==== Records provided

use std::env;
use tracing::Level;

#[derive(Clone)]
pub(crate) struct ServiceContext {
    pub(crate) service_name: String,
    pub(crate) component: String,
}

#[derive(Clone)]
pub(crate) struct TelegramAlertConfig {
    pub(crate) bot_token: String,
    pub(crate) chat_id: i64,
    pub(crate) min_level: Level,
}

#[derive(Clone)]
pub(crate) struct ObservabilityConfig {
    pub(crate) service_context: ServiceContext,
    pub(crate) telegram: Option<TelegramAlertConfig>,
    /// Warnings collected during parsing, logged once tracing is up.
    pub(crate) warnings: Vec<String>,
}

impl ObservabilityConfig {
    pub(crate) fn from_env(component: &str) -> Self {
        let component = component.trim().to_string();

        let service_name = env_string("SERVICE_NAME")
            .filter(|v| !v.is_empty())
            .unwrap_or_else(|| "channel-pass".to_string());

        let service_context = ServiceContext {
            service_name,
            component,
        };

        let (telegram, warnings) = telegram_from_env();

        Self {
            service_context,
            telegram,
            warnings,
        }
    }
}

fn telegram_from_env() -> (Option<TelegramAlertConfig>, Vec<String>) {
    let mut warnings = Vec::new();

    let enabled = env_bool("ALERT_NOTIFY_ENABLED").unwrap_or(true);
    if !enabled {
        return (None, warnings);
    }

    let bot_token = env_string("TELEGRAM_BOT_TOKEN").filter(|v| !v.is_empty());
    let chat_id_raw = env_string("ALERT_CHAT_ID").filter(|v| !v.is_empty());

    let (Some(bot_token), Some(chat_id_raw)) = (bot_token, chat_id_raw) else {
        return (None, warnings);
    };

    let chat_id = match chat_id_raw.trim().parse::<i64>() {
        Ok(id) => id,
        Err(_) => {
            warnings.push(
                "ALERT_CHAT_ID is set but not a numeric chat id; admin alerts disabled"
                    .to_string(),
            );
            return (None, warnings);
        }
    };

    let min_level = match env_string("ALERT_NOTIFY_LEVEL") {
        Some(raw) if !raw.trim().is_empty() => match parse_level(&raw) {
            Some(level) => level,
            None => {
                warnings.push(format!(
                    "ALERT_NOTIFY_LEVEL is invalid (value: {raw}); defaulting to ERROR"
                ));
                Level::ERROR
            }
        },
        _ => Level::ERROR,
    };

    (
        Some(TelegramAlertConfig {
            bot_token,
            chat_id,
            min_level,
        }),
        warnings,
    )
}

fn parse_level(input: &str) -> Option<Level> {
    match input.trim().to_ascii_lowercase().as_str() {
        "error" => Some(Level::ERROR),
        "warn" | "warning" => Some(Level::WARN),
        "info" => Some(Level::INFO),
        "debug" => Some(Level::DEBUG),
        "trace" => Some(Level::TRACE),
        _ => None,
    }
}

fn env_string(key: &str) -> Option<String> {
    env::var(key).ok()
}

fn env_bool(key: &str) -> Option<bool> {
    let raw = env::var(key).ok()?;
    match raw.trim().to_ascii_lowercase().as_str() {
        "1" | "true" | "t" | "yes" | "y" | "on" => Some(true),
        "0" | "false" | "f" | "no" | "n" | "off" => Some(false),
        _ => None,
    }
}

========

Work order ▸ Whatever is in the entries above, write it out exactly.

Exercise solution ▸
use std::env;
use tracing::Level;

#[derive(Clone)]
pub(crate) struct ServiceContext {
    pub(crate) service_name: String,
    pub(crate) component: String,
}

#[derive(Clone)]
pub(crate) struct TelegramAlertConfig {
    pub(crate) bot_token: String,
    pub(crate) chat_id: i64,
    pub(crate) min_level: Level,
}

#[derive(Clone)]
pub(crate) struct ObservabilityConfig {
    pub(crate) service_context: ServiceContext,
    pub(crate) telegram: Option<TelegramAlertConfig>,
    /// Warnings collected during parsing, logged once tracing is up.
    pub(crate) warnings: Vec<String>,
}

impl ObservabilityConfig {
    pub(crate) fn from_env(component: &str) -> Self {
        let component = component.trim().to_string();

        let service_name = env_string("SERVICE_NAME")
            .filter(|v| !v.is_empty())
            .unwrap_or_else(|| "channel-pass".to_string());

        let service_context = ServiceContext {
            service_name,
            component,
        };

        let (telegram, warnings) = telegram_from_env();

        Self {
            service_context,
            telegram,
            warnings,
        }
    }
}

fn telegram_from_env() -> (Option<TelegramAlertConfig>, Vec<String>) {
    let mut warnings = Vec::new();

    let enabled = env_bool("ALERT_NOTIFY_ENABLED").unwrap_or(true);
    if !enabled {
        return (None, warnings);
    }

    let bot_token = env_string("TELEGRAM_BOT_TOKEN").filter(|v| !v.is_empty());
    let chat_id_raw = env_string("ALERT_CHAT_ID").filter(|v| !v.is_empty());

    let (Some(bot_token), Some(chat_id_raw)) = (bot_token, chat_id_raw) else {
        return (None, warnings);
    };

    let chat_id = match chat_id_raw.trim().parse::<i64>() {
        Ok(id) => id,
        Err(_) => {
            warnings.push(
                "ALERT_CHAT_ID is set but not a numeric chat id; admin alerts disabled"
                    .to_string(),
            );
            return (None, warnings);
        }
    };

    let min_level = match env_string("ALERT_NOTIFY_LEVEL") {
        Some(raw) if !raw.trim().is_empty() => match parse_level(&raw) {
            Some(level) => level,
            None => {
                warnings.push(format!(
                    "ALERT_NOTIFY_LEVEL is invalid (value: {raw}); defaulting to ERROR"
                ));
                Level::ERROR
            }
        },
        _ => Level::ERROR,
    };

    (
        Some(TelegramAlertConfig {
            bot_token,
            chat_id,
            min_level,
        }),
        warnings,
    )
}

fn parse_level(input: &str) -> Option<Level> {
    match input.trim().to_ascii_lowercase().as_str() {
        "error" => Some(Level::ERROR),
        "warn" | "warning" => Some(Level::WARN),
        "info" => Some(Level::INFO),
        "debug" => Some(Level::DEBUG),
        "trace" => Some(Level::TRACE),
        _ => None,
    }
}

fn env_string(key: &str) -> Option<String> {
    env::var(key).ok()
}

fn env_bool(key: &str) -> Option<bool> {
    let raw = env::var(key).ok()?;
    match raw.trim().to_ascii_lowercase().as_str() {
        "1" | "true" | "t" | "yes" | "y" | "on" => Some(true),
        "0" | "false" | "f" | "no" | "n" | "off" => Some(false),
        _ => None,
    }
}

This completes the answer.